- Born: 18 June 1945 (age 81) Erode district, Tamil Nadu
- Occupation: Industrialist
- Awards: Padma Bhushan (2026); Padma Shri (2013);
- Website: Official web site

= S. K. M. Maeilanandhan =

Indian industrialist

S. K. M. Maeilanandhan (born 18 June 1945) is an Indian industrialist from Erode district, Tamil Nadu. He is the founder of SKM group of companies. He is currently the president of the World Community Service Centre founded by Vethathiri Maharishi.

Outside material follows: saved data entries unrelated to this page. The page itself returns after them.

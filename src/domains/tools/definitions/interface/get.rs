//! Interface detail tool.

use futures::FutureExt;
use rmcp::{
    handler::server::tool::{ToolCallContext, ToolRoute, schema_for_type},
    model::{CallToolResult, Tool},
};
use schemars::JsonSchema;
use serde::Deserialize;
use std::sync::Arc;
use tracing::{info, instrument};

use super::common::{connect, ensure_positive, json_result, parse_arguments};
use crate::core::config::Config;
use crate::domains::tools::ToolError;
use crate::domains::yapi::InterfaceDetail;

const OPERATION: &str = "get";

/// Parameters for the interface detail tool.
#[derive(Debug, Clone, Deserialize, JsonSchema)]
pub struct GetInterfaceParams {
    #[schemars(description = "Interface ID (>= 1)")]
    pub interface_id: i64,
}

pub struct GetInterfaceTool;

impl GetInterfaceTool {
    pub const NAME: &'static str = "get_interface";

    pub const DESCRIPTION: &'static str = "Get the complete definition of a YApi interface, including request body, response body and description.";

    #[instrument(skip_all, fields(interface_id = params.interface_id))]
    pub async fn execute(
        params: &GetInterfaceParams,
        config: &Config,
    ) -> Result<CallToolResult, ToolError> {
        ensure_positive("interface_id", params.interface_id)?;

        let client = connect(OPERATION, config)?;
        let detail = client
            .get_interface(params.interface_id)
            .await
            .map_err(|e| ToolError::from_yapi(OPERATION, e))?;

        info!("Fetched interface {} ({} {})", detail.id, detail.method, detail.path);
        json_result(OPERATION, &detail, &detail)
    }

    /// HTTP handler for this tool (for HTTP transport).
    #[cfg(feature = "http")]
    pub async fn http_handler(
        arguments: serde_json::Value,
        config: Arc<Config>,
    ) -> Result<serde_json::Value, rmcp::ErrorData> {
        let params: GetInterfaceParams = parse_arguments(arguments)?;
        let result = Self::execute(&params, &config)
            .await
            .map_err(ToolError::into_mcp_error)?;
        serde_json::to_value(&result).map_err(|e| rmcp::ErrorData::internal_error(e.to_string(), None))
    }

    pub fn to_tool() -> Tool {
        Tool {
            name: Self::NAME.into(),
            description: Some(Self::DESCRIPTION.into()),
            input_schema: schema_for_type::<GetInterfaceParams>().into(),
            annotations: None,
            output_schema: Some(schema_for_type::<InterfaceDetail>().into()),
            icons: None,
            meta: None,
            title: None,
        }
    }

    /// Create a ToolRoute for STDIO/TCP transport.
    pub fn create_route<S>(config: Arc<Config>) -> ToolRoute<S>
    where
        S: Send + Sync + 'static,
    {
        ToolRoute::new_dyn(Self::to_tool(), move |ctx: ToolCallContext<'_, S>| {
            let args = ctx.arguments.clone().unwrap_or_default();
            let config = config.clone();
            async move {
                let params: GetInterfaceParams = parse_arguments(serde_json::Value::Object(args))?;
                Self::execute(&params, &config)
                    .await
                    .map_err(ToolError::into_mcp_error)
            }
            .boxed()
        })
    }
}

In 2013, he was awarded the Padma Shri, India's fourth highest civilian honour and in 2026, he was awarded the Padma Bhushan, India's third highest honour by the Government of India for his social service.

==Biography==
Maeilanandhan was born on 18 June 1945 in a Kongu Vellalar agricultural family in Erode district. He opened a small general store at Erode in 1966 and later founded the SKM group of companies. Over the years, it grew into a ₹ 5 billion business conglomerate involved in diverse activities including poultry farming, manufacture of Ayurveda and Siddha medicines, fertilizers and animal feeds. The conglomerate runs several companies including SKM Egg Products, SKM Animal Feeds and Foods, SKM Siddha and Ayurveda, and SKM Universal Marketing. In 1983, he founded the Poultry Farmers Welfare Association in Tamil Nadu.

Maeilanandhan has served as the President of the World Community Service Centre, a non profit spiritual organization founded by Vethathiri Maharishi and involved in the education of yoga and meditation techniques, since 1996. The organization conducts welfare programmes covering various village panchayats across India. The charitable trust he founded in 1989 has adopted multiple villages to support them with basic infrastructure.

==Awards and honours==
In 2013, Maeilanandhan was awarded the Padma Shri, India's fourth highest civilian honour by the Government of India for his contributions to social service. On 7 November 2025, he was awarded a honorory doctorate by SRM University, Haryana. In January 2026, he was awarded the Padma Bhushan, India's third highest civilian honour.